▸ **Directions**
Below are the entries; return exactly the line with "del Usuario: Compara" and every later line, without anything else.

-------- Recorded data

//! Prompt text sent to the generative backend.

use super::format::{PodcastFormat, CO_HOST, HOST};
use super::types::GenerationConfig;

pub const SUGGESTION_COUNT: usize = 12;
pub const ASPECT_COUNT: usize = 4;
pub const TONE_COUNT: usize = 4;

/// Format-specific directions for the script writer.
pub fn format_instruction(format: PodcastFormat) -> String {
    match format {
        PodcastFormat::DynamicConversation => format!(
            "El guion debe ser una conversación natural y fluida entre {} y {}.",
            HOST, CO_HOST
        ),
        PodcastFormat::Interview => format!(
            "El guion debe ser una entrevista donde {co} es la entrevistadora y {host} es el \
             experto invitado. {co} debe hacer preguntas perspicaces y {host} debe proporcionar \
             respuestas detalladas.",
            host = HOST,
            co = CO_HOST
        ),
        PodcastFormat::Monologue => format!(
            "El guion debe ser un monólogo narrativo entregado en su totalidad por {host}. \
             {co} no debe hablar en absoluto. Todas las líneas deben comenzar con \"{host}:\".",
            host = HOST,
            co = CO_HOST
        ),
        PodcastFormat::StructuredDebate => format!(
            "El guion debe ser un debate estructurado entre {} y {}. Deben presentar argumentos \
             claros, contraargumentos y llegar a una conclusión o resumir sus puntos de vista.",
            HOST, CO_HOST
        ),
    }
}

pub fn script_prompt(config: &GenerationConfig) -> String {
    let hosts = format!("{} y {}", HOST, CO_HOST);
    let user_idea = config
        .user_idea()
        .map(|idea| format!("- Idea Específica del Usuario: {}\n", idea))
        .unwrap_or_default();

    format!(
        "Eres un guionista y productor de podcasts de clase mundial. Crea el contenido para un \
         episodio de podcast basado en la siguiente configuración. La respuesta debe ser un JSON.\n\
         \n\
         Configuración:\n\
         - Título de la Serie: {series_title}\n\
         - Tema del Episodio: {theme}\n\
         - Formato del Episodio: {format}. {instruction}\n\
         - Duración: {duration}\n\
         - Público Objetivo: {audience}\n\
         - Aspectos Clave a Cubrir: {aspects}\n\
         - Tono General: {tones}\n\
         - Ideas Adicionales a Incorporar: {ideas}\n\
         {user_idea}- Presentadores: {hosts}.\n\
         \n\
         Instrucciones:\n\
         1. Escribe un título atractivo y conciso para el episodio en un campo llamado \"title\".\n\
         2. Escribe un guion completo en un campo llamado \"script\", siguiendo las directrices del formato del episodio.\n\
         3. El guion DEBE comenzar con el nombre de uno de los presentadores seguido de dos puntos (ej: \"{host}:\").\n\
         4. No incluyas texto introductorio como \"Aquí está el guion:\". Simplemente el diálogo.\n\
         5. Incorpora los aspectos, tono e ideas de forma orgánica en la conversación.\n\
         6. Ajusta la longitud del guion a la duración especificada.\n\
         7. El guion debe centrarse exclusivamente en el diálogo. No incluyas anotaciones de producción, \
         efectos de sonido o texto entre paréntesis, ya que serán leídos en voz alta.\n",
        series_title = config.series_title,
        theme = config.theme,
        format = config.podcast_format.label(),
        instruction = format_instruction(config.podcast_format),
        duration = config.duration.label(),
        audience = config.audience,
        aspects = config.aspects.join(", "),
        tones = config.tones.join(", "),
        ideas = config.ai_suggestions.join(", "),
        user_idea = user_idea,
        hosts = hosts,
        host = HOST,
    )
}

pub fn suggestions_prompt(theme: &str, format: PodcastFormat) -> String {
    format!(
        "Eres un productor de podcasts experto y creativo. Para un podcast sobre el tema \"{theme}\" \
         con el formato de \"{format}\", genera ideas para mejorarlo. Proporciona la respuesta en \
         formato JSON.\n\
         \n\
         Necesito exactamente:\n\
         1. Un array llamado \"suggestions\" con {n_suggestions} ideas de contenido breves y atractivas \
         (ej: \"Explorar el impacto en la cultura pop\", \"Entrevistar a un pionero del campo\").\n\
         2. Un array llamado \"aspects\" con {n_aspects} \"aspectos clave\" únicos y relevantes para el \
         tema (ej: \"Debate Ético\", \"Innovación Tecnológica\").\n\
         3. Un array llamado \"tones\" con {n_tones} \"tonos\" específicos que encajarían bien con el \
         tema (ej: \"Conspirativo\", \"Optimista\", \"Nostálgico\").",
        theme = theme,
        format = format.label(),
        n_suggestions = SUGGESTION_COUNT,
        n_aspects = ASPECT_COUNT,
        n_tones = TONE_COUNT,
    )
}

pub fn cover_art_prompt(theme: &str, series_title: &str) -> String {
    format!(
        "Crea una carátula de podcast minimalista y llamativa. Tema del podcast: \"{}\". \
         Tema del episodio: \"{}\". Estilo: arte digital, abstracto, colores vibrantes, sin texto.",
        series_title, theme
    )
}

#[cfg(test)]
mod tests {
    use super::*;
    use std::collections::HashSet;

    #[test]
    fn test_each_format_has_its_distinguishing_phrase() {
        assert!(format_instruction(PodcastFormat::DynamicConversation)
            .contains("conversación natural y fluida"));
        assert!(format_instruction(PodcastFormat::Interview).contains("Jane es la entrevistadora"));
        assert!(
            format_instruction(PodcastFormat::Monologue).contains("Jane no debe hablar en absoluto")
        );
        assert!(format_instruction(PodcastFormat::StructuredDebate)
            .contains("argumentos claros, contraargumentos"));
    }

    #[test]
    fn test_format_instructions_are_distinct() {
        let all: HashSet<String> = PodcastFormat::ALL.into_iter().map(format_instruction).collect();
        assert_eq!(all.len(), 4);
    }

    #[test]
    fn test_script_prompts_differ_by_format() {
        let phrases = [
            (PodcastFormat::DynamicConversation, "conversación natural y fluida"),
            (PodcastFormat::Interview, "Jane es la entrevistadora"),
            (PodcastFormat::Monologue, "Jane no debe hablar en absoluto"),
            (PodcastFormat::StructuredDebate, "argumentos claros, contraargumentos"),
        ];
        assert_eq!(phrases.len(), PodcastFormat::ALL.len());

        let mut prompts = HashSet::new();
        for format in PodcastFormat::ALL {
            let mut config = GenerationConfig::new("AI ethics");
            config.podcast_format = format;
            let prompt = script_prompt(&config);

            for (other, phrase) in phrases {
                assert_eq!(
                    prompt.contains(phrase),
                    other == format,
                    "{:?} prompt and phrase {:?}",
                    format,
                    phrase
                );
            }
            prompts.insert(prompt);
        }
        assert_eq!(prompts.len(), 4);
    }

    #[test]
    fn test_script_prompt_embeds_config() {
        let mut config = GenerationConfig::new("AI ethics");
        config.series_title = "Mentes Digitales".to_string();
        config.aspects = vec!["Debate Ético".into(), "Regulación".into()];
        config.tones = vec!["Crítico".into()];
        config.ai_suggestions = vec!["Citar a Asimov".into()];
        config.podcast_format = PodcastFormat::Monologue;

        let prompt = script_prompt(&config);
        assert!(prompt.contains("- Título de la Serie: Mentes Digitales"));
        assert!(prompt.contains("- Tema del Episodio: AI ethics"));
        assert!(prompt.contains("Monólogo Narrativo (Joe). El guion debe ser un monólogo"));
        assert!(prompt.contains("- Duración: 5 minutos"));
        assert!(prompt.contains("- Aspectos Clave a Cubrir: Debate Ético, Regulación"));
        assert!(prompt.contains("- Tono General: Crítico"));
        assert!(prompt.contains("- Ideas Adicionales a Incorporar: Citar a Asimov"));
        assert!(prompt.contains("- Presentadores: Joe y Jane."));
        assert!(!prompt.contains("Idea Específica del Usuario"));
    }

    #[test]
    fn test_script_prompt_includes_user_idea_when_set() {
        let mut config = GenerationConfig::new("AI ethics");
        config.user_idea = Some("Compara la IA con el cerebro humano".to_string());
        let prompt = script_prompt(&config);
        assert!(prompt
            .contains("- Idea Específica del Usuario: Compara la IA con el cerebro humano\n- Presentadores"));
    }

    #[test]
    fn test_cover_art_prompt_forbids_text() {
        let prompt = cover_art_prompt("AI ethics", "Mentes Digitales");
        assert!(prompt.contains("\"Mentes Digitales\""));
        assert!(prompt.contains("\"AI ethics\""));
        assert!(prompt.contains("sin texto"));
    }
}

----------------

▸ **Expected answer**
            .contains("- Idea Específica del Usuario: Compara la IA con el cerebro humano\n- Presentadores"));
    }

    #[test]
    fn test_cover_art_prompt_forbids_text() {
        let prompt = cover_art_prompt("AI ethics", "Mentes Digitales");
        assert!(prompt.contains("\"Mentes Digitales\""));
        assert!(prompt.contains("\"AI ethics\""));
        assert!(prompt.contains("sin texto"));
    }
}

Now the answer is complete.